Un nouveau gouvernement français dirigé par le Rassemblement national (RN) d'extrême droite de Marine Le Pen mettrait fin à la pratique des déficits budgétaires élevés qui dure depuis des décennies et respecterait les règles fiscales de l'Union européenne, a déclaré à Reuters le responsable financier du parti.

Jean-Philippe Tanguy, membre du RN, est largement considéré comme l'un des candidats les plus probables pour diriger le ministère français des finances si son parti anti-immigration remporte la majorité absolue lors des élections législatives à deux tours qui se tiendront le 30 juin et le 7 juillet.

"Nous ne laisserons pas le déficit échapper à tout contrôle.

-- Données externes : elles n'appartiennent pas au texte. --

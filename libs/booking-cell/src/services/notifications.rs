// libs/booking-cell/src/services/notifications.rs
use chrono::{Duration, Utc};
use serde_json::json;
use std::sync::Arc;
use tracing::{debug, warn};

use shared_config::AppConfig;

use crate::models::{Client, Psychologist, TherapySession};

/// Everything the fan-out needs, owned, so the detached task shares no
/// mutable state with the request path.
#[derive(Debug, Clone)]
pub struct BookingNotificationContext {
    pub client: Client,
    pub psychologist: Psychologist,
    pub session: TherapySession,
}

/// Fire-and-forget fan-out to email and WhatsApp, plus a reminder-eligibility
/// trigger. Each channel is isolated: one failing never stops the next, and
/// none of them are ever surfaced to the booking caller.
pub struct NotificationService {
    http: reqwest::Client,
    config: Arc<AppConfig>,
}

impl NotificationService {
    pub fn new(config: Arc<AppConfig>) -> Self {
        Self {
            http: reqwest::Client::new(),
            config,
        }
    }

    pub async fn dispatch(&self, context: BookingNotificationContext) {
        if let Err(e) = self.send_email_confirmation(&context).await {
            warn!("Email confirmation failed for session {}: {}", context.session.id, e);
        }
        if let Err(e) = self.send_client_whatsapp(&context).await {
            warn!(
                "Client WhatsApp confirmation failed for session {}: {}",
                context.session.id, e
            );
        }
        if let Err(e) = self.send_psychologist_whatsapp(&context).await {
            warn!(
                "Psychologist WhatsApp notification failed for session {}: {}",
                context.session.id, e
            );
        }
        if let Err(e) = self.trigger_reminder_check(&context).await {
            warn!("Reminder-eligibility check failed for session {}: {}", context.session.id, e);
        }
    }

    async fn send_email_confirmation(
        &self,
        context: &BookingNotificationContext,
    ) -> Result<(), reqwest::Error> {
        let Some(to) = context.client.email.as_deref() else {
            debug!("Client {} has no email, skipping confirmation", context.client.id);
            return Ok(());
        };

        let url = format!("{}/send", self.config.email_api_url);
        self.http
            .post(&url)
            .bearer_auth(&self.config.email_api_key)
            .json(&json!({
                "to": to,
                "template": "session_confirmation",
                "session_id": context.session.id,
                "session_date": context.session.session_date,
                "session_time": context.session.session_time,
                "psychologist_name": context.psychologist.full_name,
                "meet_link": context.session.meet_link,
            }))
            .send()
            .await?
            .error_for_status()?;
        Ok(())
    }

    async fn send_client_whatsapp(
        &self,
        context: &BookingNotificationContext,
    ) -> Result<(), reqwest::Error> {
        let Some(to) = context.client.phone.as_deref() else {
            debug!("Client {} has no phone, skipping WhatsApp", context.client.id);
            return Ok(());
        };
        self.send_whatsapp(to, "client_session_confirmation", context).await
    }

    async fn send_psychologist_whatsapp(
        &self,
        context: &BookingNotificationContext,
    ) -> Result<(), reqwest::Error> {
        let Some(to) = context.psychologist.phone.as_deref() else {
            debug!(
                "Psychologist {} has no phone, skipping WhatsApp",
                context.psychologist.id
            );
            return Ok(());
        };
        self.send_whatsapp(to, "psychologist_session_booked", context).await
    }

    async fn send_whatsapp(
        &self,
        to: &str,
        template: &str,
        context: &BookingNotificationContext,
    ) -> Result<(), reqwest::Error> {
        let url = format!("{}/messages", self.config.whatsapp_api_url);
        self.http
            .post(&url)
            .bearer_auth(&self.config.whatsapp_api_token)
            .json(&json!({
                "to": to,
                "template": template,
                "session_date": context.session.session_date,
                "session_time": context.session.session_time,
                "client_name": context.client.full_name,
                "psychologist_name": context.psychologist.full_name,
                "meet_link": context.session.meet_link,
            }))
            .send()
            .await?
            .error_for_status()?;
        Ok(())
    }

    /// A session booked inside the reminder lead window would be missed by
    /// the next scheduled batch sweep, so nudge the checker immediately.
    async fn trigger_reminder_check(
        &self,
        context: &BookingNotificationContext,
    ) -> Result<(), reqwest::Error> {
        if !session_within_reminder_window(context, self.config.reminder_lead_hours) {
            debug!("Session {} outside reminder lead window", context.session.id);
            return Ok(());
        }

        let url = format!("{}/reminders/check", self.config.whatsapp_api_url);
        self.http
            .post(&url)
            .bearer_auth(&self.config.whatsapp_api_token)
            .json(&json!({ "session_id": context.session.id }))
            .send()
            .await?
            .error_for_status()?;
        Ok(())
    }
}

fn session_within_reminder_window(context: &BookingNotificationContext, lead_hours: i64) -> bool {
    let Ok(time) = chrono::NaiveTime::parse_from_str(&context.session.session_time, "%H:%M") else {
        return false;
    };
    let start = context.session.session_date.and_time(time).and_utc();
    start <= Utc::now() + Duration::hours(lead_hours)
}
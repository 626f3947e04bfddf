use std::sync::Arc;

use axum::{routing::get, Router};

use booking_cell::router::booking_routes;
use shared_config::AppConfig;

pub fn create_router(state: Arc<AppConfig>) -> Router {
    Router::new()
        .route("/", get(|| async { "Therapy booking API is running!" }))
        .nest("/sessions", booking_routes(state))
}
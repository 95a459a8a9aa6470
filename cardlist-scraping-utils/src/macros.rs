/// Parses a CSS selector once and hands out a `&'static Selector`.
///
/// The calling crate must depend on `once_cell` and `scraper`.
#[macro_export]
macro_rules! selector {
    ($e: expr) => {{
        use ::once_cell::sync::Lazy;
        use ::scraper::Selector;
        static SELECTOR: Lazy<Selector> = Lazy::new(|| Selector::parse($e).unwrap());
        &*SELECTOR
    }};
}

/// Compiles a regex once and hands out a `&'static Regex`.
///
/// The calling crate must depend on `once_cell` and `regex`.
#[macro_export]
macro_rules! regex {
    ($e: expr) => {{
        use ::once_cell::sync::Lazy;
        use ::regex::Regex;
        static PATTERN: Lazy<Regex> = Lazy::new(|| Regex::new($e).unwrap());
        &*PATTERN
    }};
}
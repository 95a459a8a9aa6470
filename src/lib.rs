pub mod aggregate;
pub mod artwork;
pub mod config;
pub mod fetch;
pub mod ingest;
pub mod language;
pub mod name;
pub mod parser;
pub mod schema;
pub mod series;
pub mod store;
pub mod table;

Nous n'utiliserons aucune marge de manœuvre, que la France n'a plus, et nous romprons avec 50 ans de déficit systématique", a déclaré M. Tanguy dans une interview réalisée dimanche.

Le RN, qui, selon M. Tanguy, a été en contact avec des investisseurs non spécifiés ces derniers jours, tient à démontrer qu'on peut lui faire confiance en matière de finances publiques s'il prend le pouvoir pour la première fois après avoir passé des années en marge de la scène politique.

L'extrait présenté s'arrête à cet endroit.